The Khronos Group has announced the immediate release of the OpenGL 4.1 specification, bringing the very latest graphics functionality to the most advanced and widely adopted cross-platform 2D and 3D graphics API (application programming interface). OpenGL 4.1 is the sixth update to OpenGL specification in two years, continuing the rapid evolution of this specification.
“Khronos is methodically building their vision for pervasive developer access to cross-platform graphics, media and compute acceleration. The continued rapid-fire OpenGL evolution feeds high-end graphics innovation into that strategy. Just as significant as OpenGL 4.1’s new 3D functionality are the ever closer links with OpenCL and OpenGL ES 2.0 – another significant step in strengthening the Khronos API ecosystem,” said Dr. Jon Peddie founder and principal of Jon Peddie Research.

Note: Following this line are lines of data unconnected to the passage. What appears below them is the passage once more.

use std::sync::Arc;

use axum::{
    Json,
    extract::{Query, State},
    response::IntoResponse,
};

use crate::auth::RequireUser;
use crate::server::AppState;
use crate::server::access::require_permission;
use crate::server::dto::PaginationParams;
use crate::server::response::{
    ApiError, DEFAULT_PAGE_SIZE, PaginatedResponse, StoreResultExt, paginate,
};

pub async fn list_activity_logs(
    auth: RequireUser,
    State(state): State<Arc<AppState>>,
    Query(params): Query<PaginationParams>,
) -> impl IntoResponse {
    require_permission(&state, &auth.user, "admin_view_activity_logs")?;
    let cursor = params.cursor.as_deref().unwrap_or("");

    let entries = state
        .store
        .list_activity(cursor, DEFAULT_PAGE_SIZE + 1)
        .api_err("Failed to list activity logs")?;

    let (entries, next_cursor, has_more) =
        paginate(entries, DEFAULT_PAGE_SIZE as usize, |e| e.id.clone());

    Ok::<_, ApiError>(Json(PaginatedResponse::new(entries, next_cursor, has_more)))
}
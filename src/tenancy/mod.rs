//! Center-scoped data isolation.
//!
//! Each request resolves a [`Scope`] from the user and its session, then
//! every read is filtered and every write is authorized against it.

mod filter;
mod resolver;
mod scope;

pub use filter::{Mutation, TenantScoped, assign_center, authorize_mutation, require_mutation, scope_query};
pub use resolver::{CenterDirectory, CenterOverride, Resolution, TenantResolver};
pub use scope::{Scope, SessionState, TenantPredicate};
use std::net::SocketAddr;
use std::path::{Path, PathBuf};

use serde::Deserialize;

use crate::error::{Error, Result};

pub const DEFAULT_LOG_FILTER: &str = "cfpa_gate=info";

#[derive(Debug, Clone, Deserialize)]
#[serde(default)]
pub struct ServerConfig {
    pub host: String,
    pub port: u16,
    pub data_dir: PathBuf,
    /// `tracing_subscriber::EnvFilter` directive used when `RUST_LOG` is unset.
    pub log_filter: String,
}

impl ServerConfig {
    /// Reads a TOML config file. Missing keys fall back to defaults.
    pub fn from_file(path: &Path) -> Result<Self> {
        let raw = std::fs::read_to_string(path)?;
        Self::from_toml(&raw)
    }

    pub fn from_toml(raw: &str) -> Result<Self> {
        toml::from_str(raw).map_err(|e| Error::Config(format!("invalid config file: {e}")))
    }

    pub fn socket_addr(&self) -> Result<SocketAddr> {
        format!("{}:{}", self.host, self.port)
            .parse()
            .map_err(|e| Error::Config(format!("invalid listen address: {e}")))
    }

    #[must_use]
    pub fn db_path(&self) -> PathBuf {
        self.data_dir.join("cfpa-gate.db")
    }

    #[must_use]
    pub fn token_file(&self) -> PathBuf {
        self.data_dir.join(".founder_token")
    }
}

impl Default for ServerConfig {
    fn default() -> Self {
        Self {
            host: "127.0.0.1".to_string(),
            port: 8080,
            data_dir: PathBuf::from("./data"),
            log_filter: DEFAULT_LOG_FILTER.to_string(),
        }
    }
}
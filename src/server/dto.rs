use std::collections::{BTreeMap, BTreeSet};

use chrono::{DateTime, Utc};
use serde::{Deserialize, Serialize};

use crate::permissions::{GrantDiff, PermissionCategory};
use crate::tenancy::Scope;
use crate::types::{Role, Token, User, VocationalCenter};

#[derive(Debug, Deserialize)]
pub struct PaginationParams {
    #[serde(default)]
    pub cursor: Option<String>,
}

#[derive(Debug, Deserialize)]
pub struct CatalogParams {
    #[serde(default)]
    pub category: Option<String>,
}

#[derive(Debug, Serialize)]
pub struct MeResponse {
    pub user: User,
    pub scope: Scope,
    #[serde(skip_serializing_if = "Option::is_none")]
    pub center: Option<VocationalCenter>,
}

#[derive(Debug, Serialize)]
pub struct GrantedPermissionsResponse {
    pub permissions: BTreeSet<String>,
}

#[derive(Debug, Deserialize)]
pub struct CreateItemRequest {
    pub name: String,
    #[serde(default)]
    pub quantity: f64,
    pub unit: String,
    /// Only honored for founders and admins browsing all centers.
    #[serde(default)]
    pub center_id: Option<String>,
}

#[derive(Debug, Deserialize)]
pub struct UpdateItemRequest {
    #[serde(default)]
    pub name: Option<String>,
    #[serde(default)]
    pub quantity: Option<f64>,
    #[serde(default)]
    pub unit: Option<String>,
}

#[derive(Debug, Deserialize)]
pub struct CreateCenterRequest {
    pub code: String,
    pub name: String,
}

#[derive(Debug, Deserialize)]
pub struct UpdateCenterRequest {
    pub is_active: bool,
}

#[derive(Debug, Deserialize)]
pub struct CreateUserRequest {
    pub username: String,
    pub role: Role,
    #[serde(default)]
    pub center_id: Option<String>,
    #[serde(default)]
    pub expires_in_seconds: Option<i64>,
}

#[derive(Debug, Serialize)]
pub struct TokenResponse {
    pub id: String,
    pub created_at: DateTime<Utc>,
    #[serde(skip_serializing_if = "Option::is_none")]
    pub expires_at: Option<DateTime<Utc>>,
}

impl From<Token> for TokenResponse {
    fn from(token: Token) -> Self {
        Self {
            id: token.id,
            created_at: token.created_at,
            expires_at: token.expires_at,
        }
    }
}

#[derive(Debug, Serialize)]
pub struct CreateUserResponse {
    pub user: User,
    pub token: String,
    pub metadata: TokenResponse,
}

/// Full desired grant set: key -> allowed. Keys left out are removed.
#[derive(Debug, Deserialize)]
pub struct UpdatePermissionsRequest {
    pub permissions: BTreeMap<String, bool>,
}

#[derive(Debug, Serialize)]
pub struct PermissionStateResponse {
    pub key: String,
    pub name: &'static str,
    pub allowed: bool,
}

#[derive(Debug, Serialize)]
pub struct CategoryPermissionsResponse {
    pub category: PermissionCategory,
    pub name: &'static str,
    pub permissions: Vec<PermissionStateResponse>,
}

#[derive(Debug, Serialize)]
pub struct UserPermissionsResponse {
    pub user_id: String,
    pub categories: Vec<CategoryPermissionsResponse>,
}

#[derive(Debug, Serialize)]
pub struct GrantDiffResponse {
    pub added: Vec<String>,
    pub changed: Vec<String>,
    pub removed: Vec<String>,
    pub unchanged: usize,
}

impl From<GrantDiff> for GrantDiffResponse {
    fn from(diff: GrantDiff) -> Self {
        Self {
            added: diff.added.into_keys().collect(),
            changed: diff.changed.into_keys().collect(),
            removed: diff.removed.into_iter().collect(),
            unchanged: diff.unchanged.len(),
        }
    }
}

#[derive(Debug, Serialize)]
pub struct GrantPermissionResponse {
    pub key: String,
    pub allowed: bool,
    /// False when the grant was already in place.
    pub changed: bool,
}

The OpenGL 4.1 specification has been defined by the OpenGL ARB (Architecture Review Board) working group at Khronos, and includes the GLSL 4.10 update to the OpenGL Shading language and is accompanied by a number of extensions introducing cutting-edge functionality to the OpenGL standard.
New functionality in the core OpenGL 4.1 specification includes:
- Full compatibility with OpenGL ES 2.0 APIs for easier porting between mobile and desktop platforms;
- The ability to query and load a binary for shader program objects to save re-compilation time;
- The capability to bind programs individually to programmable stages for programming flexibility; 4-bit floating-point component vertex shader inputs for higher geometric precision;
- Multiple viewports for a rendering surface for increased rendering flexibility.
New ARB extensions introduced with OpenGL 4.1 include:
- OpenGL sync objects linked to OpenCL event objects for enhanced OpenCL interoperability;
- The ability to set stencil values in a fragment shader for enhanced rendering flexibility;
- Features to improve robustness, for example when running WebGL applications;
- Callback mechanisms to receive enhanced errors and warning messages.
Lastly, Khronos has simultaneously released a set of ARB extensions to enable as much OpenGL 4.1 core functionality as possible on previous generation GPU hardware; providing maximum flexibility and platform coverage for application developers.
“The release of OpenGL 4.1 just five months after OpenGL 4.0 shows that collaborative innovation to build market opportunities for high-performance GPU acceleration is not slowing down. [...] Nvidia will release OpenGL 4.1 production drivers on our developer site for all Fermi-based graphics accelerators, including the GeForce GTX 400 series, during Siggraph. OpenGL 4.1 is not just a specification – it’s here and now," said Barthold Lichtenbelt, OpenGL ARB working group chair and senior manager of core OpenGL at Nvidia.